→ Task brief: Go through the entries below from the first line and transcribe each one exactly, ending with the line that contains "Direct DAG children.".

→ Data extracted from a collection:
====

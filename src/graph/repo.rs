use crate::foundation::core::{AttrValue, NodeKind, NodeRef, Plug, Rect};
use crate::foundation::error::ShelfResult;

/// One directed attribute connection, `src -> dst`.
#[derive(Clone, Debug, PartialEq, Eq, serde::Serialize, serde::Deserialize)]
pub struct Connection {
    pub src: Plug,
    pub dst: Plug,
}

/// Repository view of the host's live scene graph.
///
/// The graph is externally owned: every name must be resolved through [`SceneGraph::node`] or
/// [`SceneGraph::exists`] before it is used, and a handle may go stale after any mutation.
/// Implementations are used from a single thread with exclusive access for the duration of one
/// operation.
pub trait SceneGraph {
    /// Whether a node with this name (short or long) exists.
    fn exists(&self, name: &str) -> bool;

    /// Resolve a name to a typed handle.
    fn node(&self, name: &str) -> Option<NodeRef>;

    /// All nodes of a kind, in creation order.
    fn list(&self, kind: &NodeKind) -> Vec<NodeRef>;

    /// Every node in the graph, in creation order.
    fn all_nodes(&self) -> Vec<NodeRef>;

    /// Direct DAG children.
    fn children(&self, name: &str) -> Vec<NodeRef>;

    fn parent_of(&self, name: &str) -> Option<String>;

    /// `|`-separated DAG path from the world root.
    fn long_name(&self, name: &str) -> Option<String>;

    fn get_attr(&self, plug: &Plug) -> Option<AttrValue>;

    fn has_attr(&self, plug: &Plug) -> bool {
        self.get_attr(plug).is_some()
    }

    /// Connections with `node` on either side.
    fn connections(&self, node: &str) -> Vec<Connection>;

    /// Plugs driving `plug`.
    fn sources(&self, plug: &Plug) -> Vec<Plug> {
        self.connections(&plug.node)
            .into_iter()
            .filter(|c| &c.dst == plug)
            .map(|c| c.src)
            .collect()
    }

    /// Members of a set (shading groups included). Components appear as `obj.f[..]`.
    fn set_members(&self, set: &str) -> Vec<String>;

    fn is_locked(&self, name: &str) -> bool;

    /// Locked channels of a node.
    fn locked_attrs(&self, name: &str) -> Vec<String>;

    /// World-space XY bounds of a DAG node and its descendants.
    fn bounding_box(&self, name: &str) -> Option<Rect>;

    /// Current selection; may contain component strings.
    fn selection(&self) -> Vec<String>;

    fn plugin_loaded(&self, plugin: &str) -> bool;

    /// Node types a plugin registers.
    fn plugin_node_types(&self, plugin: &str) -> Vec<NodeKind>;

    /// Create a node. Shape kinds get a transform plus a `<name>Shape` child and the
    /// transform is returned. The host may adjust the name to keep it unique.
    fn create(&mut self, kind: NodeKind, name: &str) -> ShelfResult<NodeRef>;

    /// Rename a node; the host may adjust `new_name` to keep it unique.
    fn rename(&mut self, name: &str, new_name: &str) -> ShelfResult<NodeRef>;

    /// Delete a node and its DAG descendants.
    fn delete(&mut self, name: &str) -> ShelfResult<()>;

    /// Parent `child` under `parent`, or to the world when `None`.
    fn reparent(&mut self, child: &str, parent: Option<&str>) -> ShelfResult<()>;

    fn set_attr(&mut self, plug: &Plug, value: AttrValue) -> ShelfResult<()>;

    /// Lock or unlock one channel.
    fn set_attr_locked(&mut self, plug: &Plug, locked: bool) -> ShelfResult<()>;

    /// Connect `src -> dst`. Without `force`, an already-driven `dst` is an error.
    fn connect(&mut self, src: &Plug, dst: &Plug, force: bool) -> ShelfResult<()>;

    /// Make `members` belong to `set`, removing them from any other shading group.
    fn force_element(&mut self, set: &str, members: &[String]) -> ShelfResult<()>;

    /// Duplicate a DAG node with its descendants; returns the copy.
    fn duplicate(&mut self, name: &str) -> ShelfResult<NodeRef>;

    /// Create a transform named `name` and parent `members` under it.
    fn group(&mut self, members: &[String], name: &str) -> ShelfResult<NodeRef>;

    fn select(&mut self, names: &[String]);

    fn load_plugin(&mut self, plugin: &str) -> ShelfResult<()>;

    fn unload_plugin(&mut self, plugin: &str) -> ShelfResult<()>;
}

/// Shape children of a transform.
pub fn shapes_of<G: SceneGraph + ?Sized>(graph: &G, transform: &str) -> Vec<NodeRef> {
    graph
        .children(transform)
        .into_iter()
        .filter(|c| c.kind.is_shape_kind())
        .collect()
}

/// Shading groups that list `shape`, its transform, or one of its components as a member.
pub fn shading_groups_of<G: SceneGraph + ?Sized>(graph: &G, shape: &str) -> Vec<NodeRef> {
    let owner = graph.parent_of(shape);
    graph
        .list(&NodeKind::ShadingEngine)
        .into_iter()
        .filter(|sg| {
            graph.set_members(&sg.name).iter().any(|m| {
                member_refers_to(m, shape) || owner.as_deref().is_some_and(|o| member_refers_to(m, o))
            })
        })
        .collect()
}

/// Surface shaders driving a shading group's `surfaceShader`.
pub fn surface_shaders_of<G: SceneGraph + ?Sized>(graph: &G, sg: &str) -> Vec<NodeRef> {
    let Ok(plug) = Plug::new(sg, "surfaceShader") else {
        return Vec::new();
    };
    graph
        .sources(&plug)
        .into_iter()
        .filter_map(|p| graph.node(&p.node))
        .collect()
}

/// `true` if a set member string names `node` itself or one of its components.
pub fn member_refers_to(member: &str, node: &str) -> bool {
    member == node
        || member
            .strip_prefix(node)
            .is_some_and(|rest| rest.starts_with('.'))
}

#[cfg(test)]
#[path = "../../tests/unit/graph/repo.rs"]
mod tests;
//! Pure naming rules: derived artifact names, version tokens and name matching.

pub mod derive;
pub mod matching;
pub mod version;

====

→ Answer area:
filename src/graph/repo.rs
use crate::foundation::core::{AttrValue, NodeKind, NodeRef, Plug, Rect};
use crate::foundation::error::ShelfResult;

/// One directed attribute connection, `src -> dst`.
#[derive(Clone, Debug, PartialEq, Eq, serde::Serialize, serde::Deserialize)]
pub struct Connection {
    pub src: Plug,
    pub dst: Plug,
}

/// Repository view of the host's live scene graph.
///
/// The graph is externally owned: every name must be resolved through [`SceneGraph::node`] or
/// [`SceneGraph::exists`] before it is used, and a handle may go stale after any mutation.
/// Implementations are used from a single thread with exclusive access for the duration of one
/// operation.
pub trait SceneGraph {
    /// Whether a node with this name (short or long) exists.
    fn exists(&self, name: &str) -> bool;

    /// Resolve a name to a typed handle.
    fn node(&self, name: &str) -> Option<NodeRef>;

    /// All nodes of a kind, in creation order.
    fn list(&self, kind: &NodeKind) -> Vec<NodeRef>;

    /// Every node in the graph, in creation order.
    fn all_nodes(&self) -> Vec<NodeRef>;

    /// Direct DAG children.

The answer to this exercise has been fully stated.